And they got what they wanted: a chance to speak.

It was perhaps the first act of civil disobedience ever by the high school students whose lives were turned around just one week before by a shooting that left 17 of their friends and teachers dead. The teens politely stood up and told their stories to the politicians, some of whom a day earlier had voted against a ban on assault weapons.

"I had to run for my life," said Erika Rosenzweig, a slight, dark-haired 15-year-old sophomore at Marjory Stoneman Douglas High School in Parkland. "I had to listen as the dead were reported. ... I didn't know where my friends were. This cannot happen again."

When organizers first announced that they would bus students to the state's capital to lobby for stricter gun laws, there was only room for about 100, and the bus quickly filled up. So Rosenzweig and about 44 others made the roughly seven-hour drive to Tallahassee with the support of their Parkland synagogue. Kol Tikvah lost three of its congregants in the shooting.

By the end of the day Wednesday, the teens would meld in with their other classmates who organized the "Never Again" protests. But when they first arrived, they were on their own. Eyes still weighed by sleep after the long trip, the students walked down the long corridors of the capital building. Staffers quickly moved out of their way to let them pass, many thanking them or cheering them on.

They stopped in at the office of state Rep. Robert "Bobby O" Olszewski, an Orlando-area Republican who had voted against a debate on an assault-weapons ban the day earlier, helping to kill the bill. They surrounded his desk.

Grant Cooper, a 10th-grader from South Broward High who accompanied the Stoneman Douglas students, was fidgety and ready to pounce. "What logical reason is there for anyone to have an assault rifle? Why would you vote a ban down?" Cooper asked. Authorities say the Stoneman Douglas shooter used an AR-15.
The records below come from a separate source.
use super::{Coverage, PixelBounds};
use crate::types::Point;

/// Axis-aligned rectangle with inclusive, normalized corners (`x1 <= x2`, `y1 <= y2`)
#[derive(Debug, Clone, Copy, PartialEq, Eq)]
pub struct Rect {
    pub x1: i32,
    pub y1: i32,
    pub x2: i32,
    pub y2: i32,
}

impl Rect {
    /// Build from two opposite corners in any order
    pub fn from_corners(a: Point, b: Point) -> Self {
        Self {
            x1: a.x.min(b.x),
            y1: a.y.min(b.y),
            x2: a.x.max(b.x),
            y2: a.y.max(b.y),
        }
    }

    /// Distance between the left and right edges
    #[inline]
    pub fn width(&self) -> i32 {
        self.x2 - self.x1
    }

    /// Distance between the top and bottom edges
    #[inline]
    pub fn height(&self) -> i32 {
        self.y2 - self.y1
    }

    /// Grow (positive) or shrink (negative) every side by `amount`
    pub fn expand(&self, amount: i32) -> Rect {
        Rect::from_corners(
            Point::new(self.x1 - amount, self.y1 - amount),
            Point::new(self.x2 + amount, self.y2 + amount),
        )
    }

    #[inline]
    pub fn contains(&self, x: i32, y: i32) -> bool {
        x >= self.x1 && x <= self.x2 && y >= self.y1 && y <= self.y2
    }

    pub fn bounds(&self) -> PixelBounds {
        PixelBounds::new(self.x1, self.y1, self.x2, self.y2)
    }
}

/// Solid rectangle
#[derive(Debug, Clone, Copy, PartialEq, Eq)]
pub struct FilledRect(pub Rect);

impl FilledRect {
    pub fn from_corners(a: Point, b: Point) -> Self {
        Self(Rect::from_corners(a, b))
    }
}

impl Coverage for FilledRect {
    fn bounds(&self) -> PixelBounds {
        self.0.bounds()
    }

    fn covers(&self, x: i32, y: i32) -> bool {
        self.0.contains(x, y)
    }
}

/// Rectangle outline with square corners; the stroke is centred on the edges
#[derive(Debug, Clone, Copy, PartialEq, Eq)]
pub struct RectOutline {
    outer: Rect,
    rect: Rect,
    width: i32,
}

impl RectOutline {
    pub fn new(rect: Rect, width: i32) -> Self {
        let width = width.max(1);
        let outer = Rect {
            x1: rect.x1 - width / 2,
            y1: rect.y1 - width / 2,
            x2: rect.x2 + (width - 1) / 2,
            y2: rect.y2 + (width - 1) / 2,
        };
        Self { outer, rect, width }
    }

    pub fn rect(&self) -> Rect {
        self.rect
    }

    pub fn width(&self) -> i32 {
        self.width
    }

    /// Strictly inside the inner edge of the stroke
    #[inline]
    fn in_hole(&self, x: i32, y: i32) -> bool {
        let inner_lo = (self.width - 1) / 2;
        let inner_hi = self.width / 2;
        x > self.rect.x1 + inner_lo
            && x < self.rect.x2 - inner_hi
            && y > self.rect.y1 + inner_lo
            && y < self.rect.y2 - inner_hi
    }
}

impl Coverage for RectOutline {
    fn bounds(&self) -> PixelBounds {
        self.outer.bounds()
    }

    fn covers(&self, x: i32, y: i32) -> bool {
        self.outer.contains(x, y) && !self.in_hole(x, y)
    }
}

#[cfg(test)]
mod tests {
    use super::*;

    #[test]
    fn test_from_corners_normalizes() {
        let rect = Rect::from_corners(Point::new(10, 2), Point::new(3, 8));
        assert_eq!(rect, Rect { x1: 3, y1: 2, x2: 10, y2: 8 });
        assert_eq!(rect.width(), 7);
        assert_eq!(rect.height(), 6);
    }

    #[test]
    fn test_expand() {
        let rect = Rect::from_corners(Point::new(10, 10), Point::new(20, 20));
        assert_eq!(rect.expand(2), Rect { x1: 8, y1: 8, x2: 22, y2: 22 });
        assert_eq!(rect.expand(-3), Rect { x1: 13, y1: 13, x2: 17, y2: 17 });
    }

    #[test]
    fn test_hairline_outline_is_border_only() {
        let outline = RectOutline::new(Rect::from_corners(Point::new(1, 1), Point::new(4, 4)), 1);
        assert!(outline.covers(1, 1));
        assert!(outline.covers(4, 2));
        assert!(outline.covers(2, 4));
        assert!(!outline.covers(2, 2));
        assert!(!outline.covers(0, 0));
        assert!(!outline.covers(5, 5));
    }

    #[test]
    fn test_wide_outline_pixel_count() {
        // Edges at 0 and 9 with width 2 span -1..=0 and 8..=9, leaving a 1..=7 hole
        let outline = RectOutline::new(Rect::from_corners(Point::new(0, 0), Point::new(9, 9)), 2);
        let bounds = outline.bounds();
        let mut count = 0;
        for y in bounds.min_y..=bounds.max_y {
            for x in bounds.min_x..=bounds.max_x {
                if outline.covers(x, y) {
                    count += 1;
                }
            }
        }
        assert_eq!(bounds, PixelBounds::new(-1, -1, 9, 9));
        assert_eq!(count, 11 * 11 - 7 * 7);
    }
}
Olszewski shifted in his desk chair, his aide nervously looking on from the doorway. He told Cooper it was complicated, that people have a Second Amendment right to bear arms and that he wasn't against a ban for people of certain ages. He said he was new to Tallahassee, had taken no money from the National Rifle Association and would work on some kind of change, but couldn't offer specifics.

The students were not impressed.

"Can you tell us names of other Republicans who we should meet with who will support us?" Cooper asked.

"I won't name names," Olszewski replied. "But anyone you visit on this floor I can tell you, you'll be batting a thousand."

The group walked out, eyes rolling.

"It's disheartening," Cooper said afterward. "But honestly, I didn't expect much better."

The students stopped in the labyrinthine hallway to consult a schedule and map of the building, then crammed into the office of state Rep. Barrington Russell, a Democrat who supports gun control.

Aria Siccone, a 14-year-old freshman at Stoneman Douglas, held a sign that said "Ban Assault Rifles Now." Her nails were painted black, and she wore a small heart pendant around her neck. She was in a classroom targeted by the shooter, identified as 19-year-old former Stoneman Douglas student Nikolas Cruz.

"I saw three of my classmates from that period on the floor and they didn't make it," the girl said, barely making it through her story.

The lawmaker, a Jamaican native who said he'd been held at gunpoint more than once in his life, rose from his chair and put his arm around Siccone.

"For some reason the NRA has a very strong hold on some of my colleagues that prevents them from doing the right thing," he said.

After the meetings with Russell and Olszewski, the group headed for the committee meeting. Later in the day, they would lie down and pose as corpses in a silent protest outside Gov. Rick Scott's Capitol office. And staffers wouldn't disturb them.

Ira Jaffe, a parent whose son couldn't make it to Tallahassee because he was attending two of his classmates' funerals, held the door as the students filed into a room.

"What are we doing now?" one asked.

"We're interrupting a committee meeting," Jaffe said matter-of-factly.

"That's awesome," the teen replied.

Rabbi Bradd Boxman, who had chaperoned the teens, was boiling with anger and sadness when he interrupted the meeting to announce the students' presence.

Rep. Shawn Harrison, the committee's vice chair, told the students they could speak briefly. "We will never doubt your impact on this debate," Harrison said. "We know your hearts are in the right place."

Rosenzweig told of her terror, and Cooper repeated his earlier question about the assault-weapons ban.

Moments later, the students, brimming with confidence, gathered outside the Capitol, raised their signs, and marched straight ahead, yelling, "We are MSD! We will make history!"

And then they disappeared into the crowd, joining with other protesters and the thousands who had gathered to support them.